American Idol's Dirty Castro Conspiracy

Now I'm going to be talking about the grassy knoll. And Area 52. And how the government invented cancer.

Dear friends, I have reviewed the Tivos. And have come to the conclusion that indeed, the AI judges were conspiring to get Jason Castro voted off the show.

We know the unnecessarily harsh criticisms. We know how Paula, in "Paulagate," judged Jason's second song harshly before he even sang it. We know how Simon says no one could possibly do Bob Marley. (Well, I was thinking Bob Marley, yeah!) And we know how Randy would be so angry and critical at Jason...when David Archuleta had previously forgotten the lyrics on 2 songs, and 1 group song (RENT - hello, Naomi caught that one).

Yes dear friends, I am afraid that the American Idol machine was afraid of the Castronauts - the gazillion fans out there who love Jason Castro. Who is not the Clay Aiken of Season 7. But he certainly is the Jack Johnson of Season 7. Or the Brad Paisley, or Kenny Loggins, or ... well, I am not sure. But there is a real charm to the boy. The way he perseveres in the wake of everyone judging him very harshly, and laughing at himself, and joking around...just very nice. I could see other contestants crying at the mean comments directed towards him.

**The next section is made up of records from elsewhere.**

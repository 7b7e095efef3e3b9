//! Department Repository
//!
//! 目录数据只读访问 (部门表由外部运维写入)

use super::RepoResult;
use crate::db::models::Department;
use sqlx::SqlitePool;

#[derive(Clone)]
pub struct DepartmentRepository {
    pool: SqlitePool,
}

impl DepartmentRepository {
    pub fn new(pool: SqlitePool) -> Self {
        Self { pool }
    }

    /// Find all departments ordered by name
    pub async fn find_all(&self) -> RepoResult<Vec<Department>> {
        let departments = sqlx::query_as::<_, Department>(
            "SELECT id, name, created_at FROM department ORDER BY name",
        )
        .fetch_all(&self.pool)
        .await?;
        Ok(departments)
    }

    /// Create a department (provisioning / test fixtures only)
    pub async fn create(&self, name: &str) -> RepoResult<Department> {
        let id = uuid::Uuid::new_v4().to_string();
        let now = crate::utils::now_millis();
        sqlx::query("INSERT INTO department (id, name, created_at) VALUES (?, ?, ?)")
            .bind(&id)
            .bind(name)
            .bind(now)
            .execute(&self.pool)
            .await?;

        self.find_by_id(&id).await?.ok_or_else(|| {
            super::RepoError::Database("Failed to create department".to_string())
        })
    }

    /// Find department by id
    pub async fn find_by_id(&self, id: &str) -> RepoResult<Option<Department>> {
        let department = sqlx::query_as::<_, Department>(
            "SELECT id, name, created_at FROM department WHERE id = ?",
        )
        .bind(id)
        .fetch_optional(&self.pool)
        .await?;
        Ok(department)
    }
}
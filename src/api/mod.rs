//! API 路由模块
//!
//! # 结构
//!
//! - [`health`] - 健康检查
//! - [`auth`] - 认证相关接口
//! - [`orders`] - 订单管理与批量上报
//! - [`approvals`] - 审批决定与进度视图
//! - [`departments`] - 目录信息与范围查询

pub mod approvals;
pub mod auth;
pub mod departments;
pub mod health;
pub mod orders;

use axum::Router;
use axum::middleware as axum_middleware;
use http::{HeaderName, HeaderValue};
use tower_http::compression::CompressionLayer;
use tower_http::cors::CorsLayer;
use tower_http::request_id::{
    MakeRequestId, PropagateRequestIdLayer, RequestId, SetRequestIdLayer,
};
use tower_http::trace::TraceLayer;
use uuid::Uuid;

use crate::core::ServerState;

/// Custom request ID generator
#[derive(Clone)]
struct XRequestId;

impl MakeRequestId for XRequestId {
    fn make_request_id<B>(&mut self, _request: &http::Request<B>) -> Option<RequestId> {
        let id = Uuid::new_v4().to_string();
        Some(RequestId::new(HeaderValue::from_str(&id).unwrap()))
    }
}

/// Build a router with all routes registered (no middleware, no state)
pub fn build_router() -> Router<ServerState> {
    Router::new()
        // Auth API - login is public, /me requires authentication
        .merge(auth::router())
        // Order API - authentication required
        .merge(orders::router())
        // Approval API - authentication required
        .merge(approvals::router())
        // Department API - authentication required
        .merge(departments::router())
        // Health API - public route
        .merge(health::router())
}

/// Build a fully configured application with all middleware
pub fn build_app(state: &ServerState) -> Router<ServerState> {
    build_router()
        // ========== Tower HTTP Middleware ==========
        // CORS - Handle cross-origin requests
        .layer(CorsLayer::permissive())
        // Compression - Gzip compress responses
        .layer(CompressionLayer::new())
        // Trace - Request tracing (logs at INFO level)
        .layer(TraceLayer::new_for_http())
        // ========== Application Middleware ==========
        // Request ID - Generate unique ID for each request
        .layer(SetRequestIdLayer::new(
            HeaderName::from_static("x-request-id"),
            XRequestId,
        ))
        // Propagate request ID to response
        .layer(PropagateRequestIdLayer::new(HeaderName::from_static(
            "x-request-id",
        )))
        // Get user context (JWT authentication) - executes before routes, injects CurrentUser
        .layer(axum_middleware::from_fn_with_state(
            state.clone(),
            crate::auth::middleware::require_auth,
        ))
}
//! Department API Module

mod handler;

use axum::{Router, routing::get};

use crate::core::ServerState;

/// Department router
pub fn router() -> Router<ServerState> {
    Router::new().nest("/api/departments", routes())
}

fn routes() -> Router<ServerState> {
    Router::new()
        .route("/", get(handler::info))
        .route("/details", get(handler::details))
}
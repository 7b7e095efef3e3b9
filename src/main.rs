use approval_server::{Config, Server, ServerState, init_logger_with_file, print_banner};

#[tokio::main]
async fn main() -> Result<(), Box<dyn std::error::Error>> {
    // 1. 加载 .env (可选)
    let _ = dotenv::dotenv();

    // 2. 加载配置并确保工作目录存在
    let config = Config::from_env();
    config.ensure_work_dir_structure()?;

    // 3. 初始化日志 (生产环境写文件，开发环境输出终端)
    let log_level = std::env::var("LOG_LEVEL").ok();
    if config.is_production() {
        init_logger_with_file(log_level.as_deref(), Some(&config.logs_dir()));
    } else {
        init_logger_with_file(log_level.as_deref(), None);
    }

    // 打印横幅
    print_banner();

    tracing::info!("Approval server starting...");

    // 4. 初始化服务器状态
    let state = ServerState::initialize(&config).await?;

    // 5. 启动 HTTP 服务器
    let server = Server::with_state(config, state);

    if let Err(e) = server.run().await {
        tracing::error!("Server error: {}", e);
        return Err(e.into());
    }

    Ok(())
}
//! Approval API Module

mod handler;

use axum::{
    Router,
    routing::{get, post},
};

use crate::core::ServerState;

/// Approval router
pub fn router() -> Router<ServerState> {
    Router::new()
        .route("/api/approvals/{order_id}", post(handler::decide))
        .route("/api/progress", get(handler::progress))
}
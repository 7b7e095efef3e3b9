//! Department API Handlers
//!
//! 目录信息与角色范围查询 (筛选下拉框 + 详情列表)

use axum::{
    Json,
    extract::{Query, State},
};
use serde::Deserialize;

use crate::api::orders::parse_statuses;
use crate::auth::CurrentUser;
use crate::core::ServerState;
use crate::db::models::{DepartmentInfo, OrderSummary};
use crate::services::QueryService;
use crate::utils::AppResult;
use crate::workflow::OrderFilter;

#[derive(Debug, Deserialize)]
pub struct DetailsQuery {
    pub department: Option<String>,
    pub member: Option<String>,
    pub status: Option<String>,
}

/// Directory info for filter dropdowns (team leader: own department;
/// center director: all departments)
pub async fn info(
    State(state): State<ServerState>,
    user: CurrentUser,
) -> AppResult<Json<Vec<DepartmentInfo>>> {
    let service = QueryService::new(state.get_db());
    let infos = service.department_info(&user).await?;
    Ok(Json(infos))
}

/// Role-scoped order listing with optional department/member/status filters
pub async fn details(
    State(state): State<ServerState>,
    user: CurrentUser,
    Query(query): Query<DetailsQuery>,
) -> AppResult<Json<Vec<OrderSummary>>> {
    let filter = OrderFilter {
        department_id: query.department,
        member_id: query.member,
        statuses: parse_statuses(query.status.as_deref())?,
    };
    let service = QueryService::new(state.get_db());
    let orders = service.list_orders(&user, filter).await?;
    Ok(Json(orders))
}
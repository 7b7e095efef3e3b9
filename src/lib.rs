//! Approval Server - 部门订单审批后端
//!
//! # 架构概述
//!
//! 提供部门内部订单上报与两级审批的 HTTP 后端：
//!
//! - **认证** (`auth`): JWT + Argon2 认证体系
//! - **数据库** (`db`): 嵌入式 SQLite 存储 (sqlx)
//! - **审批流** (`workflow`): 状态机转移与角色范围解析
//! - **业务服务** (`services`): 订单、审批、查询、图片存储
//! - **HTTP API** (`api`): RESTful API 接口
//!
//! # 模块结构
//!
//! ```text
//! src/
//! ├── core/          # 配置、状态、服务器
//! ├── auth/          # JWT 认证、用户上下文
//! ├── workflow/      # 状态机、角色范围
//! ├── services/      # 订单、审批、查询、图片
//! ├── api/           # HTTP 路由和处理器
//! ├── db/            # 数据库层 (模型 + 仓储)
//! └── utils/         # 错误、日志、工具函数
//! ```

pub mod api;
pub mod auth;
pub mod core;
pub mod db;
pub mod services;
pub mod utils;
pub mod workflow;

// Re-export 公共类型
pub use auth::{CurrentUser, JwtService};
pub use core::{Config, Server, ServerState};
pub use utils::{AppError, AppResponse, AppResult};

// Re-export logger functions
pub use utils::logger::{init_logger, init_logger_with_file};

// Security logging macro - 支持 tracing 格式说明符
#[macro_export]
macro_rules! security_log {
    ($level:expr, $event:expr, $($key:ident = $value:expr),*) => {
        tracing::info!(
            target: "security",
            level = $level,
            event = $event,
            $($key = $value),*
        );
    };
}

pub fn print_banner() {
    println!(
        r#"
    ___                                   __
   /   |  ____  ____  _________ _   ______ _/ /
  / /| | / __ \/ __ \/ ___/ __ \ | / / __ `/ /
 / ___ |/ /_/ / /_/ / /  / /_/ / |/ / /_/ / /
/_/  |_/ .___/ .___/_/   \____/|___/\__,_/_/
      /_/   /_/
    "#
    );
}
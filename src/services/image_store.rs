//! Image Store
//!
//! 订单附件图片的本地存储。上传内容统一校验并重编码为 JPEG 后落盘，
//! 文件名为 UUID，生命周期跟随订单：创建时写入、编辑时替换、删除时移除。
//!
//! 图片写入在订单行提交之前完成，失败时订单不会携带悬空的 `image_ref`。

use std::io::Cursor;
use std::path::{Path, PathBuf};
use std::fs;

use uuid::Uuid;

use crate::utils::{AppError, AppResult};

/// Maximum file size (5MB)
const MAX_FILE_SIZE: usize = 5 * 1024 * 1024;

/// JPEG quality (85% - keeps receipts/product photos legible at modest size)
const JPEG_QUALITY: u8 = 85;

/// 基于文件系统的图片存储
#[derive(Debug, Clone)]
pub struct ImageStore {
    images_dir: PathBuf,
}

impl ImageStore {
    /// 在 `work_dir/uploads/images` 下创建存储
    pub fn new(work_dir: &Path) -> AppResult<Self> {
        let images_dir = work_dir.join("uploads/images");
        fs::create_dir_all(&images_dir)
            .map_err(|e| AppError::internal(format!("Failed to create images directory: {}", e)))?;
        Ok(Self { images_dir })
    }

    /// 校验、压缩并写入图片，返回存储引用 (文件名)
    pub fn store(&self, data: &[u8]) -> AppResult<String> {
        if data.is_empty() {
            return Err(AppError::validation("Empty image provided".to_string()));
        }
        if data.len() > MAX_FILE_SIZE {
            return Err(AppError::validation(format!(
                "Image too large. Maximum size is {}MB",
                MAX_FILE_SIZE / 1024 / 1024
            )));
        }

        // Verify it's actually an image by loading it
        let img = image::load_from_memory(data)
            .map_err(|e| AppError::validation(format!("Invalid image: {}", e)))?;

        // Re-encode as JPEG with quality setting
        let mut buffer = Vec::new();
        {
            let mut cursor = Cursor::new(&mut buffer);
            let rgb_img = img.to_rgb8();
            let encoder =
                image::codecs::jpeg::JpegEncoder::new_with_quality(&mut cursor, JPEG_QUALITY);
            rgb_img
                .write_with_encoder(encoder)
                .map_err(|e| AppError::internal(format!("Failed to compress image: {}", e)))?;
        }

        let image_ref = format!("{}.jpg", Uuid::new_v4());
        let file_path = self.images_dir.join(&image_ref);
        fs::write(&file_path, &buffer)
            .map_err(|e| AppError::internal(format!("Failed to save image: {}", e)))?;

        tracing::info!(image_ref = %image_ref, size = buffer.len(), "Image stored");
        Ok(image_ref)
    }

    /// 读取图片内容
    pub fn fetch(&self, image_ref: &str) -> AppResult<Vec<u8>> {
        let path = self.resolve(image_ref)?;
        fs::read(&path).map_err(|e| {
            if e.kind() == std::io::ErrorKind::NotFound {
                AppError::not_found(format!("Image {} not found", image_ref))
            } else {
                AppError::internal(format!("Failed to read image {}: {}", image_ref, e))
            }
        })
    }

    /// 删除图片；文件已不存在视为成功
    pub fn delete(&self, image_ref: &str) -> AppResult<()> {
        let path = self.resolve(image_ref)?;
        match fs::remove_file(&path) {
            Ok(()) => Ok(()),
            Err(e) if e.kind() == std::io::ErrorKind::NotFound => {
                tracing::warn!(image_ref = %image_ref, "Image already removed");
                Ok(())
            }
            Err(e) => Err(AppError::internal(format!(
                "Failed to delete image {}: {}",
                image_ref, e
            ))),
        }
    }

    /// 引用只允许存储层生成的 `<uuid>.jpg` 形式，防止路径穿越
    fn resolve(&self, image_ref: &str) -> AppResult<PathBuf> {
        let valid = image_ref
            .strip_suffix(".jpg")
            .is_some_and(|stem| Uuid::parse_str(stem).is_ok());
        if !valid {
            return Err(AppError::validation(format!(
                "Invalid image reference: {}",
                image_ref
            )));
        }
        Ok(self.images_dir.join(image_ref))
    }
}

And here is a little known fact: he is a smartypants. I have read somewhere on a forum that he had an SAT score of 1340 (higher than mine), and was on an academic scholarship to Texas A&M. For some of the more interesting interviews with Jason, past his hair and the "vote, vote" controversy, take a look at EW's Idolatry interviews with Jason by Michael Slezak - who actually knows the show and gets Jason:

So on this first week sans Jason, I have to say that Archuleta did fine, Cookie did his usual excellent job, Syesha...yeesha, and it was all very serious and stressful looking at the contestants without the pleasant little break of Jason, who seemed to give a little lightheartedness to the show. He could joke, and laugh at himself, not care about winning, and always be a little island of peace. Now watching AI is like watching ER or CSI:NY or something with all the stress of the contestants.

In the end, Jason had the top iTunes download with "Hallelujah." And has already sold a whole lot of t-shirts. I'm sure his album will do quite well. Perhaps he will be - more than Ruben Studdard, or Taylor Hicks, or Katherine McPhee, or Fantasia - the commercial succcess that American Idol seeks to breed.

We still love and watch the show, but it's a hollow shell of its dredlocked former self without the charm of Jason, the guy you knew wouldn't win but didn't care.

Too bad he was targeted to leave, because the judges were so intent on having a David/David showdown. Because Jason just may have been loved enough to unseat one of the Davids.